Week of 2.20.09
How to Prepare and Protect Your Child
E.J. Graff is Associate Director and Senior Researcher of the Gender & Justice Project at Brandeis University's Schuster Institute for Investigative Journalism.
A first job makes a teen feel very grown-up. But she still needs a parent's guidance. If you're a parent, teacher, or caregiver for teenagers, here's what to say and do:
Before she starts...
Once she's working...
- Tell her to check the atmosphere of the place whenever she applies for a job; she should note how employees are treated.
- Explain the difference between flirting (enjoyed by both parties) and harassment (unwelcome sexual comments or physical contact).
- Emphasize that she should tell you if someone makes her uncomfortable, so you can talk about the best way to respond.
- Make sure she knows she can refuse an order that is not related to her job duties. For example, her supervisor can't compel her to travel with him unless it's explicitly part of the job.
If your child is harassed on the job...
- Ask her if you can drop by; let her supervisors see you.
- Listen closely when your teen complains. Suppose she says something like, "Oh, work is a drag." If you simply answer, "Well, yeah, work's always a drag," your teen may shut down, explains psychologist Christine Nicholson, Ph.D. Instead, keep talking. Find out why work's a drag.
- If your son or daughter complains about a particular person or "creep," ask what's creepy about the man.
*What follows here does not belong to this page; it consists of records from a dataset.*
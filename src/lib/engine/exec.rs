use std::{future::Future, time::Duration};

use tokio::time::{Instant, MissedTickBehavior};

use super::types::{EngineError, EngineResult, ExecOutcome, ExecProgress};

/// Environment variable tagging every process a script spawns.
pub const EXEC_MARKER_ENV: &str = "SANDBOXD_EXEC_ID";

/// `NAME=value` entry that marks one script execution.
pub fn exec_marker(exec_id: &str) -> String {
    format!("{}={}", EXEC_MARKER_ENV, exec_id)
}

/// Shell command that SIGKILLs every process carrying `marker` in its
/// environment. Children inherit the marker, so the whole script tree goes.
pub fn kill_command(marker: &str) -> Vec<String> {
    let script = format!(
        "for p in /proc/[0-9]*; do grep -qxz '{}' \"$p/environ\" 2>/dev/null && kill -9 \"${{p#/proc/}}\"; done; true",
        marker
    );
    vec!["/bin/sh".to_string(), "-c".to_string(), script]
}

/// Polls a detached execution every `poll_interval` until it stops running
/// or `timeout` elapses. The first inspection happens one interval after
/// the call.
pub async fn poll_exec<F, Fut>(
    poll_interval: Duration,
    timeout: Duration,
    mut inspect: F,
) -> EngineResult<ExecOutcome>
where
    F: FnMut() -> Fut,
    Fut: Future<Output = EngineResult<ExecProgress>>,
{
    let deadline = Instant::now() + timeout;
    let mut ticker = tokio::time::interval_at(Instant::now() + poll_interval, poll_interval);
    ticker.set_missed_tick_behavior(MissedTickBehavior::Delay);

    loop {
        tokio::select! {
            biased;
            _ = tokio::time::sleep_until(deadline) => {
                return Err(EngineError::ExecTimeout(timeout));
            }
            _ = ticker.tick() => {
                let progress = tokio::time::timeout_at(deadline, inspect())
                    .await
                    .map_err(|_| EngineError::ExecTimeout(timeout))??;

                if let ExecProgress::Exited(exit_code) = progress {
                    return Ok(ExecOutcome::from_exit_code(exit_code));
                }
            }
        }
    }
}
What about him causes discomfort?
- Be suspicious if a manager seems to favor your child, asking her to come in early or stay late "because she's the best worker." Another danger sign: He pays attention to her in a way that has nothing to do with the job, such as teaching her to drive.
- Immediately talk with her manager. If that person doesn't take the situation seriously, call the next higher-up. Keep going up the chain. Write down all names, phone numbers, dates, and times of your calls. Refer to these if you need to call back. Or send letters (by certified mail).
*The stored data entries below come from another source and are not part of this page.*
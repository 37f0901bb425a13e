use std::{collections::HashMap, time::Duration};

use async_trait::async_trait;
use parking_lot::Mutex;

use super::{
    config::{generate_name, generate_token, new_config},
    types::{ContainerEngine, EngineError, EngineResult, ExecOutcome},
};
use crate::lib::model::types::{ContainerInstance, ContainerScript, ContainerTemplate, InstanceStatus};

/// In-process engine for tests. Script content of the form `exit N` exits
/// with `N`, `sleep N` exceeds any timeout shorter than `N` seconds, and
/// anything else passes.
#[derive(Default)]
pub struct FakeEngine {
    pub containers: Mutex<HashMap<String, InstanceStatus>>,
    pub executed: Mutex<Vec<String>>,
    pub fail_create: bool,
    pub fail_start: bool,
    pub create_delay: Duration,
    pub exec_delay: Duration,
}

impl FakeEngine {
    pub fn executed(&self) -> Vec<String> {
        self.executed.lock().clone()
    }
}

fn refused() -> EngineError {
    EngineError::MissingContainer("refused by fake engine".to_string())
}

#[async_trait]
impl ContainerEngine for FakeEngine {
    async fn create_container(&self, template: &ContainerTemplate) -> EngineResult<ContainerInstance> {
        tokio::time::sleep(self.create_delay).await;
        if self.fail_create {
            return Err(refused());
        }
        let name = generate_name(&template.name);
        let token = generate_token();
        new_config(template, name.clone(), &token, "123456")?;

        let id = format!("fake-{}", name);
        self.containers.lock().insert(id.clone(), InstanceStatus::Pending);
        Ok(ContainerInstance::pending(template.id, id, name, token))
    }

    async fn start_container(&self, instance: &mut ContainerInstance) -> EngineResult<()> {
        if self.fail_start {
            return Err(refused());
        }
        self.containers
            .lock()
            .insert(instance.container_id.clone(), InstanceStatus::Running);
        instance.status = InstanceStatus::Running;
        instance.ip_address = "172.17.0.2".to_string();
        Ok(())
    }

    async fn stop_container(&self, instance: &mut ContainerInstance) -> EngineResult<()> {
        self.containers
            .lock()
            .insert(instance.container_id.clone(), InstanceStatus::Stopped);
        instance.status = InstanceStatus::Stopped;
        Ok(())
    }

    async fn remove_container(&self, instance: &mut ContainerInstance) -> EngineResult<()> {
        self.containers.lock().remove(&instance.container_id);
        instance.status = InstanceStatus::Removed;
        Ok(())
    }

    async fn exists(&self, name: &str) -> EngineResult<bool> {
        Ok(self.containers.lock().keys().any(|id| id.ends_with(name)))
    }

    async fn exec_command(
        &self,
        _instance: &ContainerInstance,
        script: &ContainerScript,
    ) -> EngineResult<ExecOutcome> {
        tokio::time::sleep(self.exec_delay).await;
        self.executed.lock().push(script.content.clone());

        let mut words = script.content.split_whitespace();
        match (words.next(), words.next().and_then(|n| n.parse::<i64>().ok())) {
            (Some("exit"), Some(code)) => Ok(ExecOutcome::from_exit_code(code)),
            (Some("sleep"), Some(secs)) if secs as u64 > script.timeout_secs => {
                let timeout = Duration::from_secs(script.timeout_secs);
                tokio::time::sleep(timeout).await;
                Err(EngineError::ExecTimeout(timeout))
            }
            _ => Ok(ExecOutcome::Passed),
        }
    }
}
- Stay on the case, even if your teen is uneasy. "You need to make clear to her that it's not about her behavior, it's about the guy's," explains Bonnie Sanchez, a clinical counselor who runs the Albuquerque Sex Offender Treatment Program in New Mexico.
- Let her quit if she's uncomfortable; insist that she leave if she's really upset or you feel the situation is risky.
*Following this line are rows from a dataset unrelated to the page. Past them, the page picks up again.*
use std::{sync::Arc, time::Duration};

use tokio::task::JoinSet;
use tokio_util::sync::CancellationToken;
use tracing::{debug, error, info, warn};

use super::types::{TaskHandler, WorkerConfig, WorkerPool};
use crate::lib::broker::types::{Broker, FailOutcome, TaskMessage};

const BROKER_BACKOFF: Duration = Duration::from_secs(1);

impl WorkerPool {
    pub fn new(broker: Arc<dyn Broker>, handler: Arc<dyn TaskHandler>, config: WorkerConfig) -> Self {
        WorkerPool {
            broker,
            handler,
            config,
        }
    }

    /// Runs `concurrency` workers until `shutdown` fires. A worker finishes
    /// the task it holds before stopping.
    pub async fn run(self, shutdown: CancellationToken) {
        let concurrency = self.config.concurrency.max(1);
        info!("starting {} workers", concurrency);

        let mut workers = JoinSet::new();
        for index in 0..concurrency {
            workers.spawn(run_worker(
                index,
                self.broker.clone(),
                self.handler.clone(),
                self.config.clone(),
                shutdown.clone(),
            ));
        }

        while let Some(joined) = workers.join_next().await {
            if let Err(e) = joined {
                error!("worker exited abnormally: {}", e);
            }
        }
        info!("all workers stopped");
    }
}

async fn run_worker(
    index: usize,
    broker: Arc<dyn Broker>,
    handler: Arc<dyn TaskHandler>,
    config: WorkerConfig,
    shutdown: CancellationToken,
) {
    loop {
        let queues = config.queues.ordered(&mut rand::thread_rng());
        let dequeued = tokio::select! {
            biased;
            _ = shutdown.cancelled() => break,
            dequeued = broker.dequeue(&queues, config.dequeue_wait) => dequeued,
        };

        match dequeued {
            Ok(Some(task)) => run_task(index, broker.as_ref(), handler.as_ref(), task).await,
            Ok(None) => {}
            Err(e) => {
                warn!("worker {}: dequeue failed: {}", index, e);
                tokio::select! {
                    _ = shutdown.cancelled() => break,
                    _ = tokio::time::sleep(BROKER_BACKOFF) => {}
                }
            }
        }
    }
    debug!("worker {} stopped", index);
}

async fn run_task(index: usize, broker: &dyn Broker, handler: &dyn TaskHandler, task: TaskMessage) {
    debug!("worker {}: running {} ({})", index, task.id, task.kind);

    match handler.process(&task).await {
        Ok(()) => {
            if let Err(e) = broker.complete(&task).await {
                warn!("worker {}: could not ack {}: {}", index, task.id, e);
            }
        }
        Err(err) => {
            let (id, kind) = (task.id, task.kind.clone());
            match broker.fail(task, err.to_string()).await {
                Ok(FailOutcome::Retried) => warn!("task {} ({}) failed, will retry: {}", id, kind, err),
                Ok(FailOutcome::Dead) => error!("task {} ({}) failed for good: {}", id, kind, err),
                Err(e) => error!("task {} ({}) failed ({}) and could not be re-queued: {}", id, kind, err, e),
            }
        }
    }
}

#[cfg(test)]
mod tests {
    use super::*;
    use crate::lib::{
        broker::{
            memory::MemoryBroker,
            types::{EnqueueOptions, QUEUE_DEFAULT, QUEUE_LOW},
        },
        task::types::{TaskError, TaskResult},
        worker::types::QueueWeights,
    };
    use async_trait::async_trait;
    use parking_lot::Mutex;
    use rand::{SeedableRng, rngs::StdRng};
    use serde_json::json;

    #[derive(Default)]
    struct Recorder {
        seen: Mutex<Vec<String>>,
        failing: bool,
    }

    #[async_trait]
    impl TaskHandler for Recorder {
        async fn process(&self, task: &TaskMessage) -> TaskResult<()> {
            self.seen.lock().push(task.kind.clone());
            if self.failing {
                return Err(TaskError::UnknownKind(task.kind.clone()));
            }
            Ok(())
        }
    }

    fn config(concurrency: usize) -> WorkerConfig {
        WorkerConfig {
            concurrency,
            dequeue_wait: Duration::from_millis(50),
            ..Default::default()
        }
    }

    async fn settle() {
        for _ in 0..20 {
            tokio::time::sleep(Duration::from_millis(100)).await;
        }
    }

    #[test]
    fn ordering_lists_every_weighted_queue_once() {
        let weights = QueueWeights::default();
        let mut rng = StdRng::seed_from_u64(7);
        for _ in 0..100 {
            let mut order = weights.ordered(&mut rng);
            order.sort();
            assert_eq!(order, vec!["critical", "default", "low"]);
        }
    }

    #[test]
    fn heavier_queue_usually_comes_first() {
        let weights = QueueWeights::default();
        let mut rng = StdRng::seed_from_u64(42);
        let critical_first = (0..1000)
            .filter(|_| weights.ordered(&mut rng)[0] == "critical")
            .count();
        // expected share is 6/10
        assert!((500..700).contains(&critical_first), "{}", critical_first);
    }

    #[test]
    fn zero_weight_queue_is_skipped() {
        let weights = QueueWeights(vec![("default".to_string(), 1), ("off".to_string(), 0)]);
        let mut rng = StdRng::seed_from_u64(1);
        assert_eq!(weights.ordered(&mut rng), vec!["default"]);
    }

    #[tokio::test(start_paused = true)]
    async fn pool_processes_and_acks() {
        let broker = Arc::new(MemoryBroker::new());
        let handler = Arc::new(Recorder::default());
        for kind in ["a", "b", "c"] {
            let task = TaskMessage::new(kind, &json!({})).unwrap();
            broker.enqueue(task, &EnqueueOptions::default()).await.unwrap();
        }
        let low = EnqueueOptions {
            queue: QUEUE_LOW.to_string(),
            ..Default::default()
        };
        broker
            .enqueue(TaskMessage::new("d", &json!({})).unwrap(), &low)
            .await
            .unwrap();

        let shutdown = CancellationToken::new();
        let pool = WorkerPool::new(broker.clone(), handler.clone(), config(2));
        let running = tokio::spawn(pool.run(shutdown.clone()));

        settle().await;
        shutdown.cancel();
        running.await.unwrap();

        let mut seen = handler.seen.lock().clone();
        seen.sort();
        assert_eq!(seen, vec!["a", "b", "c", "d"]);
        assert_eq!(broker.pending(QUEUE_DEFAULT), 0);
        assert_eq!(broker.active(), 0);
    }

    #[tokio::test(start_paused = true)]
    async fn failing_task_is_retried_then_dead_lettered() {
        let broker = Arc::new(MemoryBroker::new());
        let handler = Arc::new(Recorder {
            failing: true,
            ..Default::default()
        });
        let task = TaskMessage::new("container:create", &json!({})).unwrap();
        broker.enqueue(task, &EnqueueOptions::default()).await.unwrap();

        let shutdown = CancellationToken::new();
        let running = tokio::spawn(WorkerPool::new(broker.clone(), handler.clone(), config(1)).run(shutdown.clone()));

        settle().await;
        shutdown.cancel();
        running.await.unwrap();

        // one attempt plus one retry
        assert_eq!(handler.seen.lock().len(), 2);
        let dead = broker.dead();
        assert_eq!(dead.len(), 1);
        assert_eq!(dead[0].retried, 1);
        assert!(dead[0].last_error.as_deref().unwrap().contains("container:create"));
    }

    #[tokio::test(start_paused = true)]
    async fn idle_pool_stops_on_shutdown() {
        let broker = Arc::new(MemoryBroker::new());
        let shutdown = CancellationToken::new();
        let running = tokio::spawn(
            WorkerPool::new(broker, Arc::new(Recorder::default()), config(4)).run(shutdown.clone()),
        );

        tokio::time::sleep(Duration::from_secs(3)).await;
        shutdown.cancel();
        running.await.unwrap();
    }
}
- If your daughter does stay on the job, make sure she understands that this is not the time to be "nice." Don't let her think that she's overreacting, even if the harasser tries to say it was "all in fun." Remind her that she's probably not the only victim. "If he's doing it to you, he's doing it to someone else," said one plaintiff in a case involving Burger King.
- Have her document the harasser's behavior. She should keep a notebook and write down everything that is said or done, when and where it took place, and if others were present.
- Tell her to take a picture if she can (perhaps with a cell phone) of any physical "evidence"—say, a welt where a towel was snapped against her.
- Suggest she talk to other employees and find out what their experiences have been. You may also want to talk to their parents.
- If you do decide to sue, find an attorney who has expertise in sexual harassment or employment-discrimination law. Don't delay—in every state, there are deadlines for filing, some as short as 180 days from the date of the last incident.